The addition of the United States Medical Licensing Examination (USMLE) Step 2 Clinical Skills (CS) examination to the medical licensure sequence provides the opportunity for standardized assessment of a physician’s history and physical examination skills, ability to document findings, communication and interpersonal skills, and spoken English proficiency.1 Although this addition has the potential to increase the credibility of the licensing process, any new test raises questions about how its scores correlate internally and how they correlate with related measurements.

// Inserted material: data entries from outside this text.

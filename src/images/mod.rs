//! Image prefetching and the in-memory image cache.
//!
//! - [`cache`] - bounded LRU cache keyed by the image reference as written
//! - [`controller`] - windowing that decides which rows to prefetch next
//! - [`finder`] - `<img>` discovery in item HTML
//! - [`prefetcher`] - the background fetch actor with cancel-and-restart
//! - [`session`] - glue from list navigation to the prefetcher

mod cache;
mod controller;
mod finder;
mod prefetcher;
mod session;

pub use cache::{ImageCache, SharedImageCache, DEFAULT_IMAGE_CACHE_CAPACITY};
pub use controller::{PrefetchController, DEFAULT_PREFETCH_RANGE};
pub use finder::{find_images, item_image_urls};
pub use prefetcher::{
    ImagePrefetcher, PrefetchContext, PrefetchEvent, PrefetchHandle, PrefetcherStopped,
};
pub use session::PrefetchSession;
use anyhow::Result;
use async_trait::async_trait;
use chrono::{DateTime, Utc};
use sqlx::QueryBuilder;
use std::collections::HashSet;

use super::schema::Database;
use super::store::FeedStore;
use super::types::{FeedMetadata, ItemDbRow, StoreError, StoredItem, CATEGORY_SEPARATOR};
use crate::feed::ParsedItem;

impl Database {
    // ========================================================================
    // Item Operations
    // ========================================================================

    /// Insert items, skipping any whose guid is already stored for the feed.
    ///
    /// Returns the number of rows actually inserted.
    pub async fn insert_items(&self, feed_id: i64, items: &[ParsedItem]) -> Result<usize> {
        if items.is_empty() {
            return Ok(0);
        }

        let mut tx = self.pool.begin().await?;

        // 15 binds per row keeps each chunk well under SQLite's variable limit
        const BATCH_SIZE: usize = 50;
        let mut total_inserted: usize = 0;

        for chunk in items.chunks(BATCH_SIZE) {
            let mut builder: QueryBuilder<sqlx::Sqlite> = QueryBuilder::new(
                "INSERT OR IGNORE INTO items (feed_id, guid, title, author, link, description, \
                 content, categories, published, thumbnail, enclosure_url, enclosure_length, \
                 enclosure_type) ",
            );

            builder.push_values(chunk, |mut b, item| {
                let categories = item
                    .categories
                    .iter()
                    .map(|c| c.replace(CATEGORY_SEPARATOR, " "))
                    .collect::<Vec<_>>()
                    .join(&CATEGORY_SEPARATOR.to_string());
                let enclosure = item.enclosure.as_ref();

                b.push_bind(feed_id)
                    .push_bind(&item.guid)
                    .push_bind(&item.title)
                    .push_bind(&item.author)
                    .push_bind(&item.link)
                    .push_bind(&item.description)
                    .push_bind(&item.content)
                    .push_bind(categories)
                    .push_bind(item.published.timestamp())
                    .push_bind(&item.thumbnail)
                    .push_bind(enclosure.map(|e| e.url.clone()))
                    .push_bind(enclosure.map(|e| i64::try_from(e.length).unwrap_or(i64::MAX)))
                    .push_bind(enclosure.map(|e| e.mime_type.clone()));
            });

            let result = builder.build().execute(&mut *tx).await?;
            total_inserted += result.rows_affected() as usize;
        }

        tx.commit().await?;
        Ok(total_inserted)
    }

    /// Items of a feed, newest first. This is the row order used for display
    /// and therefore for prefetch windows.
    pub async fn items_for_feed(&self, feed_id: i64) -> Result<Vec<StoredItem>> {
        let rows: Vec<ItemDbRow> = sqlx::query_as(
            r#"
                SELECT id, feed_id, guid, title, author, link, description, content,
                       categories, published, thumbnail, enclosure_url, enclosure_length,
                       enclosure_type, read
                FROM items
                WHERE feed_id = ?
                ORDER BY published DESC, id DESC
            "#,
        )
        .bind(feed_id)
        .fetch_all(&self.pool)
        .await?;

        Ok(rows.into_iter().map(ItemDbRow::into_stored).collect())
    }

    pub async fn guids_for_feed(&self, feed_id: i64) -> Result<HashSet<String>> {
        let rows: Vec<(String,)> = sqlx::query_as("SELECT guid FROM items WHERE feed_id = ?")
            .bind(feed_id)
            .fetch_all(&self.pool)
            .await?;
        Ok(rows.into_iter().map(|(guid,)| guid).collect())
    }

    pub async fn mark_item_read(&self, item_id: i64) -> Result<bool> {
        let result = sqlx::query("UPDATE items SET read = 1 WHERE id = ?")
            .bind(item_id)
            .execute(&self.pool)
            .await?;
        Ok(result.rows_affected() > 0)
    }

    /// Delete a feed's items published before `cutoff`.
    ///
    /// Unread items are kept unless `include_unread` is set.
    pub async fn delete_items_before(
        &self,
        feed_id: i64,
        cutoff: DateTime<Utc>,
        include_unread: bool,
    ) -> Result<u64> {
        let sql = if include_unread {
            "DELETE FROM items WHERE feed_id = ? AND published < ?"
        } else {
            "DELETE FROM items WHERE feed_id = ? AND published < ? AND read = 1"
        };
        let result = sqlx::query(sql)
            .bind(feed_id)
            .bind(cutoff.timestamp())
            .execute(&self.pool)
            .await?;
        Ok(result.rows_affected())
    }
}

#[async_trait]
impl FeedStore for Database {
    async fn feed_metadata(&self, feed_id: i64) -> Result<FeedMetadata, StoreError> {
        self.load_feed_metadata(feed_id)
            .await?
            .ok_or(StoreError::NotFound(feed_id))
    }

    async fn existing_guids(&self, feed_id: i64) -> Result<HashSet<String>, StoreError> {
        Ok(self.guids_for_feed(feed_id).await?)
    }

    async fn set_last_updated(&self, feed_id: i64, at: DateTime<Utc>) -> Result<(), StoreError> {
        if self.update_last_updated(feed_id, at).await? {
            Ok(())
        } else {
            Err(StoreError::NotFound(feed_id))
        }
    }

    async fn store_items(&self, feed_id: i64, items: &[ParsedItem]) -> Result<usize, StoreError> {
        Ok(self.insert_items(feed_id, items).await?)
    }
}
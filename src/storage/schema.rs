use anyhow::Result;
use sqlx::{
    sqlite::{SqliteConnectOptions, SqlitePoolOptions},
    SqlitePool,
};
use std::str::FromStr;
use std::time::Duration;

use super::types::DatabaseError;

// ============================================================================
// Database
// ============================================================================

/// SQLite-backed store for feeds and their items.
#[derive(Clone)]
pub struct Database {
    pub(crate) pool: SqlitePool,
}

impl Database {
    /// Open a database connection and run migrations
    ///
    /// `":memory:"` opens a private in-memory database, used by tests.
    ///
    /// # Errors
    ///
    /// Returns `DatabaseError::InstanceLocked` if another process holds the
    /// database lock (SQLITE_BUSY, SQLITE_LOCKED, SQLITE_CANTOPEN).
    /// Returns `DatabaseError::Migration` if the schema could not be created.
    pub async fn open(path: &str) -> Result<Self, DatabaseError> {
        let url = format!("sqlite:{}?mode=rwc", path);

        // SEC-010: Create the file owner-only before SQLite touches it
        #[cfg(unix)]
        if path != ":memory:" {
            let db_path = std::path::Path::new(path);
            if !db_path.exists() {
                if let Some(parent) = db_path.parent() {
                    if parent.as_os_str().is_empty() || parent.exists() {
                        use std::os::unix::fs::OpenOptionsExt;
                        let _file = std::fs::OpenOptions::new()
                            .write(true)
                            .create_new(true)
                            .mode(0o600)
                            .open(db_path)
                            .ok(); // SQLite reports any real problem at connect time
                    }
                }
            }
        }

        let options = SqliteConnectOptions::from_str(&url)
            .map_err(DatabaseError::from_sqlx)?
            .pragma("busy_timeout", "5000")
            .foreign_keys(true);

        // Sync runs one feed at a time, so a small pool is plenty
        let max_connections = if path == ":memory:" { 1 } else { 4 };
        let pool = SqlitePoolOptions::new()
            .max_connections(max_connections)
            .acquire_timeout(Duration::from_secs(10))
            .connect_with(options)
            .await
            .map_err(DatabaseError::from_sqlx)?;

        let db = Self { pool };
        db.migrate().await.map_err(|e| {
            let error_string = e.to_string().to_lowercase();
            if error_string.contains("database is locked")
                || error_string.contains("sqlite_busy")
                || error_string.contains("sqlite_locked")
            {
                DatabaseError::InstanceLocked
            } else {
                DatabaseError::Migration(e.to_string())
            }
        })?;
        tracing::debug!(path = %path, "Database opened");
        Ok(db)
    }

    /// Run database migrations atomically within a transaction.
    ///
    /// Every statement is `IF NOT EXISTS`, so re-running on an existing
    /// database is a no-op.
    async fn migrate(&self) -> Result<()> {
        let mut tx = self.pool.begin().await?;

        // Timestamps are Unix seconds
        sqlx::query(
            r#"
            CREATE TABLE IF NOT EXISTS feeds (
                id INTEGER PRIMARY KEY,
                url TEXT UNIQUE NOT NULL,
                title TEXT NOT NULL,
                web_page_link TEXT,
                date_added INTEGER NOT NULL,
                last_updated INTEGER,
                last_purged INTEGER
            )
        "#,
        )
        .execute(&mut *tx)
        .await?;

        sqlx::query(
            r#"
            CREATE TABLE IF NOT EXISTS items (
                id INTEGER PRIMARY KEY,
                feed_id INTEGER NOT NULL REFERENCES feeds(id) ON DELETE CASCADE,
                guid TEXT NOT NULL,
                title TEXT NOT NULL DEFAULT '',
                author TEXT NOT NULL DEFAULT '',
                link TEXT NOT NULL DEFAULT '',
                description TEXT NOT NULL DEFAULT '',
                content TEXT NOT NULL DEFAULT '',
                categories TEXT NOT NULL DEFAULT '',
                published INTEGER NOT NULL,
                thumbnail TEXT,
                enclosure_url TEXT,
                enclosure_length INTEGER,
                enclosure_type TEXT,
                read INTEGER NOT NULL DEFAULT 0,
                UNIQUE(feed_id, guid)
            )
        "#,
        )
        .execute(&mut *tx)
        .await?;

        // Item listing and purge both filter by feed and sort/compare on published
        sqlx::query(
            "CREATE INDEX IF NOT EXISTS idx_items_feed_published ON items(feed_id, published DESC)",
        )
        .execute(&mut *tx)
        .await?;
        sqlx::query("CREATE INDEX IF NOT EXISTS idx_items_feed_read ON items(feed_id, read)")
            .execute(&mut *tx)
            .await?;

        tx.commit().await?;
        Ok(())
    }

    /// Reclaim space after large deletions.
    pub async fn vacuum(&self) -> Result<()> {
        sqlx::query("VACUUM").execute(&self.pool).await?;
        Ok(())
    }
}
use chrono::{DateTime, Utc};
use thiserror::Error;

use crate::feed::{Enclosure, ParsedItem};

// ============================================================================
// Error Types
// ============================================================================

/// Database-specific errors with user-friendly messages
#[derive(Debug, Error)]
pub enum DatabaseError {
    /// Another process holds the database lock
    #[error("Another instance of feedsync appears to be running. Please close it and try again.")]
    InstanceLocked,

    /// Migration failed
    #[error("Database migration failed: {0}")]
    Migration(String),

    /// Generic database error
    #[error("Database error: {0}")]
    Other(#[from] sqlx::Error),
}

impl DatabaseError {
    /// Check if a sqlx error indicates database locking
    pub(crate) fn from_sqlx(err: sqlx::Error) -> Self {
        let error_string = err.to_string().to_lowercase();

        // SQLITE_BUSY (5), SQLITE_LOCKED (6), SQLITE_CANTOPEN (14)
        if error_string.contains("database is locked")
            || error_string.contains("database table is locked")
            || error_string.contains("sqlite_busy")
            || error_string.contains("sqlite_locked")
            || error_string.contains("unable to open database file")
        {
            return DatabaseError::InstanceLocked;
        }

        DatabaseError::Other(err)
    }
}

/// Failures reported by a [`FeedStore`](super::FeedStore) implementation.
#[derive(Debug, Error)]
pub enum StoreError {
    #[error("Feed {0} not found")]
    NotFound(i64),
    #[error("Storage backend error: {0}")]
    Backend(String),
}

impl From<anyhow::Error> for StoreError {
    fn from(err: anyhow::Error) -> Self {
        StoreError::Backend(format!("{err:#}"))
    }
}

impl From<sqlx::Error> for StoreError {
    fn from(err: sqlx::Error) -> Self {
        StoreError::Backend(err.to_string())
    }
}

// ============================================================================
// Data Structures
// ============================================================================

/// What synchronization needs to know about a feed before fetching it.
#[derive(Debug, Clone, PartialEq, Eq)]
pub struct FeedMetadata {
    pub url: String,
    /// Home page of the feed, used to resolve relative image links.
    pub web_page_link: Option<String>,
    pub last_updated: Option<DateTime<Utc>>,
    pub last_purged: Option<DateTime<Utc>>,
}

/// A subscribed feed with item counts.
#[derive(Debug, Clone)]
pub struct Feed {
    pub id: i64,
    pub url: String,
    pub title: String,
    pub web_page_link: Option<String>,
    pub date_added: DateTime<Utc>,
    pub last_updated: Option<DateTime<Utc>>,
    pub last_purged: Option<DateTime<Utc>>,
    pub item_count: i64,
    pub unread_count: i64,
}

impl Feed {
    /// Base used when an item's image reference is relative.
    pub fn base_link(&self) -> &str {
        self.web_page_link.as_deref().unwrap_or(&self.url)
    }
}

/// An item as persisted, with its row id and read state.
#[derive(Debug, Clone)]
pub struct StoredItem {
    pub id: i64,
    pub feed_id: i64,
    pub read: bool,
    pub item: ParsedItem,
}

// ============================================================================
// Helper Types
// ============================================================================

/// Row type for feed listing with counts
pub(crate) type FeedRow = (
    i64,
    String,
    String,
    Option<String>,
    i64,
    Option<i64>,
    Option<i64>,
    i64,
    i64,
);

/// Internal row type for item queries (used by sqlx FromRow)
#[derive(Debug, sqlx::FromRow)]
pub(crate) struct ItemDbRow {
    pub id: i64,
    pub feed_id: i64,
    pub guid: String,
    pub title: String,
    pub author: String,
    pub link: String,
    pub description: String,
    pub content: String,
    pub categories: String,
    pub published: i64,
    pub thumbnail: Option<String>,
    pub enclosure_url: Option<String>,
    pub enclosure_length: Option<i64>,
    pub enclosure_type: Option<String>,
    pub read: bool,
}

/// Separator for the categories column.
pub(crate) const CATEGORY_SEPARATOR: char = '\n';

impl ItemDbRow {
    pub(crate) fn into_stored(self) -> StoredItem {
        let enclosure = self.enclosure_url.map(|url| Enclosure {
            url,
            length: self.enclosure_length.unwrap_or(0).max(0) as u64,
            mime_type: self.enclosure_type.unwrap_or_default(),
        });
        let categories = self
            .categories
            .split(CATEGORY_SEPARATOR)
            .filter(|c| !c.is_empty())
            .map(str::to_string)
            .collect();

        StoredItem {
            id: self.id,
            feed_id: self.feed_id,
            read: self.read,
            item: ParsedItem {
                guid: self.guid,
                title: self.title,
                author: self.author,
                link: self.link,
                description: self.description,
                content: self.content,
                categories,
                published: from_timestamp(self.published).unwrap_or_default(),
                thumbnail: self.thumbnail,
                enclosure,
            },
        }
    }
}

pub(crate) fn from_timestamp(secs: i64) -> Option<DateTime<Utc>> {
    DateTime::<Utc>::from_timestamp(secs, 0)
}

Taylor and colleagues2 studied the relationship between the performance of 256 students on a prototype of Step 2 CS and program directors’ ratings of their performance as interns. They reported correlations of 0.19 between checklist scores on the prototype and the ratings of their clinical ability as interns and 0.26 between interpersonal scores on the prototype and ratings of interpersonal skills. Harik and colleagues3 provided early information about the correlations among the components of Step 2 CS and their correlations with total scores on Step 1 and Step 2 Clinical Knowledge (CK). They reported correlations within Step 2 CS ranging from a high of 0.48 between Data Gathering and Documentation scores to a low of 0.05 between Data Gathering and Spoken English Proficiency. The correlation between the Step 2 CK score and the components of the Step 2 CS examination ranged from 0.39 for Documentation to 0.14 for Spoken English Proficiency. These modest correlations suggest that the subtests of the Clinical Skills examination measure independent proficiencies, all of which are substantially different than that measured by the multiple-choice Step 2 CK examination.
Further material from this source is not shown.